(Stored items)
....................

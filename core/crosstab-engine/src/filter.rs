//! FILENAME: core/crosstab-engine/src/filter.rs
//! Filter Predicate Builder - Compiles filter descriptors into a record predicate.
//!
//! Filters are best-effort: a filter that cannot be compiled (unknown field,
//! unsupported operator, ordered operator on a text field, invalid level,
//! malformed bounds) is skipped with a warning and the rest still apply.
//! All compiled conditions are ANDed.
//!
//! Hierarchical `equals` compiles to `^<escaped path>(,|$)` so that a
//! selection matches its own path and every deeper path below it.

use chrono::{DateTime, NaiveDate, NaiveDateTime};
use regex::Regex;
use rustc_hash::FxHashMap;
use serde_json::Value;
use smallvec::SmallVec;
use thiserror::Error;

use crate::definition::{Field, FieldId, FieldKind, FilterDescriptor, FilterOperator};
use crate::error::StoreError;
use crate::hierarchy::{join_path, split_path};
use crate::store::{FieldCatalog, ResponseRecord};
use crate::LOG_FILTER;

// ============================================================================
// ORDERED SCALES
// ============================================================================

/// How values of an ordered field are compared.
#[derive(Debug, Clone, Copy, PartialEq, Eq)]
pub enum OrderedScale {
    Number,
    /// Dates compare by their UTC timestamp in seconds.
    Date,
}

impl OrderedScale {
    pub fn for_kind(kind: FieldKind) -> Option<Self> {
        match kind {
            FieldKind::Number => Some(OrderedScale::Number),
            FieldKind::Date => Some(OrderedScale::Date),
            _ => None,
        }
    }

    /// Maps a stored value onto the scale. None when it does not parse.
    pub fn measure(&self, raw: &str) -> Option<f64> {
        let raw = raw.trim();
        match self {
            OrderedScale::Number => raw.parse::<f64>().ok().filter(|n| n.is_finite()),
            OrderedScale::Date => parse_date(raw).map(|dt| dt.and_utc().timestamp() as f64),
        }
    }

    fn measure_value(&self, value: &Value) -> Option<f64> {
        match (self, value) {
            (OrderedScale::Number, Value::Number(n)) => n.as_f64(),
            (_, Value::String(s)) => self.measure(s),
            _ => None,
        }
    }
}

/// Accepts `YYYY-MM-DD`, `YYYY-MM-DDTHH:MM:SS`, `YYYY-MM-DD HH:MM:SS` and RFC 3339.
fn parse_date(raw: &str) -> Option<NaiveDateTime> {
    if let Ok(date) = NaiveDate::parse_from_str(raw, "%Y-%m-%d") {
        return date.and_hms_opt(0, 0, 0);
    }
    for format in ["%Y-%m-%dT%H:%M:%S", "%Y-%m-%d %H:%M:%S"] {
        if let Ok(dt) = NaiveDateTime::parse_from_str(raw, format) {
            return Some(dt);
        }
    }
    DateTime::parse_from_rfc3339(raw).ok().map(|dt| dt.naive_utc())
}

// ============================================================================
// CONDITIONS
// ============================================================================

#[derive(Debug, Clone)]
enum ConditionTest {
    Equals(String),
    PathPrefix(Regex),
    NotEquals(String),
    Contains(String),
    StartsWith(String),
    EndsWith(String),
    GreaterThan(OrderedScale, f64),
    LessThan(OrderedScale, f64),
    Between(OrderedScale, f64, f64),
    IsEmpty,
    IsNotEmpty,
}

/// One compiled filter.
#[derive(Debug, Clone)]
struct Condition {
    field_id: FieldId,
    test: ConditionTest,
}

impl Condition {
    fn evaluate(&self, value: Option<&str>) -> bool {
        // A record without the field only satisfies is_empty
        match (&self.test, value) {
            (ConditionTest::IsEmpty, v) => v.map_or(true, |s| s.trim().is_empty()),
            (ConditionTest::IsNotEmpty, v) => v.is_some_and(|s| !s.trim().is_empty()),
            (_, None) => false,
            (ConditionTest::Equals(expected), Some(v)) => v == expected.as_str(),
            // Paths are compared part-trimmed, the way labels are resolved
            (ConditionTest::PathPrefix(pattern), Some(v)) => {
                pattern.is_match(&join_path(split_path(v).as_slice()))
            }
            (ConditionTest::NotEquals(expected), Some(v)) => v != expected.as_str(),
            (ConditionTest::Contains(needle), Some(v)) => v.contains(needle.as_str()),
            (ConditionTest::StartsWith(prefix), Some(v)) => v.starts_with(prefix.as_str()),
            (ConditionTest::EndsWith(suffix), Some(v)) => v.ends_with(suffix.as_str()),
            (ConditionTest::GreaterThan(scale, bound), Some(v)) => {
                scale.measure(v).is_some_and(|m| m > *bound)
            }
            (ConditionTest::LessThan(scale, bound), Some(v)) => {
                scale.measure(v).is_some_and(|m| m < *bound)
            }
            (ConditionTest::Between(scale, min, max), Some(v)) => {
                scale.measure(v).is_some_and(|m| m >= *min && m <= *max)
            }
        }
    }
}

// ============================================================================
// RECORD PREDICATE
// ============================================================================

/// Compiled filters over a record's full response set.
#[derive(Debug, Clone, Default)]
pub struct RecordPredicate {
    conditions: Vec<Condition>,

    /// Validated level pinned on each hierarchical field.
    drill_levels: FxHashMap<FieldId, u32>,

    skipped: usize,
}

impl RecordPredicate {
    /// A predicate accepting every record.
    pub fn match_all() -> Self {
        Self::default()
    }

    pub fn matches(&self, record: &ResponseRecord) -> bool {
        self.conditions
            .iter()
            .all(|c| c.evaluate(record.value(c.field_id)))
    }

    /// The fields the predicate reads, without duplicates.
    pub fn field_ids(&self) -> SmallVec<[FieldId; 4]> {
        let mut ids: SmallVec<[FieldId; 4]> = SmallVec::new();
        for condition in &self.conditions {
            if !ids.contains(&condition.field_id) {
                ids.push(condition.field_id);
            }
        }
        ids
    }

    /// Level pinned on a hierarchical field by a filter, if any.
    pub fn drill_level(&self, field_id: FieldId) -> Option<u32> {
        self.drill_levels.get(&field_id).copied()
    }

    pub fn condition_count(&self) -> usize {
        self.conditions.len()
    }

    /// Number of filters dropped during compilation.
    pub fn skipped_count(&self) -> usize {
        self.skipped
    }
}

// ============================================================================
// BUILDER
// ============================================================================

/// Why a filter was dropped.
#[derive(Error, Debug)]
pub enum FilterSkip {
    #[error("field {0} not found")]
    UnknownField(FieldId),

    #[error("field lookup failed: {0}")]
    Lookup(#[from] StoreError),

    #[error("unsupported operator")]
    UnsupportedOperator,

    #[error("operator {operator} needs a number or date field, field {field_id} is {kind:?}")]
    NotOrdered {
        operator: &'static str,
        field_id: FieldId,
        kind: FieldKind,
    },

    #[error("level {level} is out of range for field {field_id}")]
    LevelOutOfRange { field_id: FieldId, level: u32 },

    #[error("hierarchy path has {len} entries, level {level} needs at least that many")]
    PathTooShort { level: u32, len: usize },

    #[error("missing comparison value")]
    MissingValue,

    #[error("comparison value {0} does not fit the field's scale")]
    BadBound(String),

    #[error("invalid path pattern: {0}")]
    Pattern(#[from] regex::Error),
}

/// Compiles filter descriptors against a field catalog.
pub struct FilterPredicateBuilder<'a> {
    catalog: &'a dyn FieldCatalog,
}

impl<'a> FilterPredicateBuilder<'a> {
    pub fn new(catalog: &'a dyn FieldCatalog) -> Self {
        FilterPredicateBuilder { catalog }
    }

    /// Compiles every filter it can; the rest are logged and skipped.
    pub fn build(&self, filters: &[FilterDescriptor]) -> RecordPredicate {
        let mut predicate = RecordPredicate::default();

        for filter in filters {
            match self.compile(filter) {
                Ok((condition, drill_level)) => {
                    if let Some(level) = drill_level {
                        predicate.drill_levels.entry(filter.field_id).or_insert(level);
                    }
                    predicate.conditions.push(condition);
                }
                Err(reason) => {
                    log::warn!(
                        target: LOG_FILTER,
                        "skipping filter field={} operator={}: {}",
                        filter.field_id,
                        filter.operator.as_str(),
                        reason
                    );
                    predicate.skipped += 1;
                }
            }
        }

        predicate
    }

    fn compile(&self, filter: &FilterDescriptor) -> Result<(Condition, Option<u32>), FilterSkip> {
        if filter.operator == FilterOperator::Unsupported {
            return Err(FilterSkip::UnsupportedOperator);
        }

        let field = self
            .catalog
            .field(filter.field_id)?
            .ok_or(FilterSkip::UnknownField(filter.field_id))?;

        let drill_level = if field.is_hierarchical() {
            validate_level(&field, filter)?
        } else {
            None
        };

        let test = match filter.operator {
            FilterOperator::Equals if field.is_hierarchical() => {
                let selected = selected_path(filter, drill_level).ok_or(FilterSkip::MissingValue)?;
                let pattern = format!("^{}(,|$)", regex::escape(&selected));
                ConditionTest::PathPrefix(Regex::new(&pattern)?)
            }
            FilterOperator::Equals => ConditionTest::Equals(value_text(filter)?),
            FilterOperator::NotEquals => ConditionTest::NotEquals(value_text(filter)?),
            FilterOperator::Contains => ConditionTest::Contains(value_text(filter)?),
            FilterOperator::StartsWith => ConditionTest::StartsWith(value_text(filter)?),
            FilterOperator::EndsWith => ConditionTest::EndsWith(value_text(filter)?),
            FilterOperator::GreaterThan => {
                let scale = ordered_scale(&field, filter.operator)?;
                ConditionTest::GreaterThan(scale, bound(scale, &filter.value)?)
            }
            FilterOperator::LessThan => {
                let scale = ordered_scale(&field, filter.operator)?;
                ConditionTest::LessThan(scale, bound(scale, &filter.value)?)
            }
            FilterOperator::Between => {
                let scale = ordered_scale(&field, filter.operator)?;
                match filter.value.as_array().map(Vec::as_slice) {
                    Some([min, max]) => {
                        ConditionTest::Between(scale, bound(scale, min)?, bound(scale, max)?)
                    }
                    _ => return Err(FilterSkip::BadBound(filter.value.to_string())),
                }
            }
            FilterOperator::IsEmpty => ConditionTest::IsEmpty,
            FilterOperator::IsNotEmpty => ConditionTest::IsNotEmpty,
            FilterOperator::Unsupported => return Err(FilterSkip::UnsupportedOperator),
        };

        Ok((
            Condition {
                field_id: filter.field_id,
                test,
            },
            drill_level,
        ))
    }
}

/// Checks a caller-supplied level against the field's declared tree.
fn validate_level(field: &Field, filter: &FilterDescriptor) -> Result<Option<u32>, FilterSkip> {
    let Some(level) = filter.level else {
        return Ok(None);
    };

    let out_of_range = level == 0
        || field
            .declared_levels()
            .is_some_and(|declared| level as usize > declared);
    if out_of_range {
        return Err(FilterSkip::LevelOutOfRange {
            field_id: field.id,
            level,
        });
    }

    if let Some(path) = &filter.hierarchy_path {
        if path.len() < level as usize {
            return Err(FilterSkip::PathTooShort {
                level,
                len: path.len(),
            });
        }
    }

    Ok(Some(level))
}

/// The comma-joined path selected at the filter's level.
fn selected_path(filter: &FilterDescriptor, level: Option<u32>) -> Option<String> {
    let selected = match (&filter.hierarchy_path, level) {
        (Some(path), Some(level)) => join_path(&path[..level as usize]),
        (Some(path), None) if !path.is_empty() => join_path(path),
        _ => text_of(&filter.value)?,
    };
    if selected.trim().is_empty() {
        None
    } else {
        Some(selected)
    }
}

fn value_text(filter: &FilterDescriptor) -> Result<String, FilterSkip> {
    text_of(&filter.value).ok_or(FilterSkip::MissingValue)
}

/// Renders a filter value as comparison text. Arrays are joined as paths.
fn text_of(value: &Value) -> Option<String> {
    match value {
        Value::String(s) => Some(s.clone()),
        Value::Number(n) => Some(n.to_string()),
        Value::Bool(b) => Some(b.to_string()),
        Value::Array(items) => {
            let parts: Option<Vec<String>> = items.iter().map(text_of).collect();
            parts.map(|p| join_path(&p))
        }
        Value::Null | Value::Object(_) => None,
    }
}

fn ordered_scale(field: &Field, operator: FilterOperator) -> Result<OrderedScale, FilterSkip> {
    OrderedScale::for_kind(field.kind).ok_or(FilterSkip::NotOrdered {
        operator: operator.as_str(),
        field_id: field.id,
        kind: field.kind,
    })
}

fn bound(scale: OrderedScale, value: &Value) -> Result<f64, FilterSkip> {
    scale
        .measure_value(value)
        .ok_or_else(|| FilterSkip::BadBound(value.to_string()))
}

....................

» **TASK TO CARRY OUT**: Among the records, find all lines that include the string "core" and return them.

» **PROBLEM SOLUTION**:
filename core/crosstab-engine/src/filter.rs
//! FILENAME: core/crosstab-engine/src/filter.rs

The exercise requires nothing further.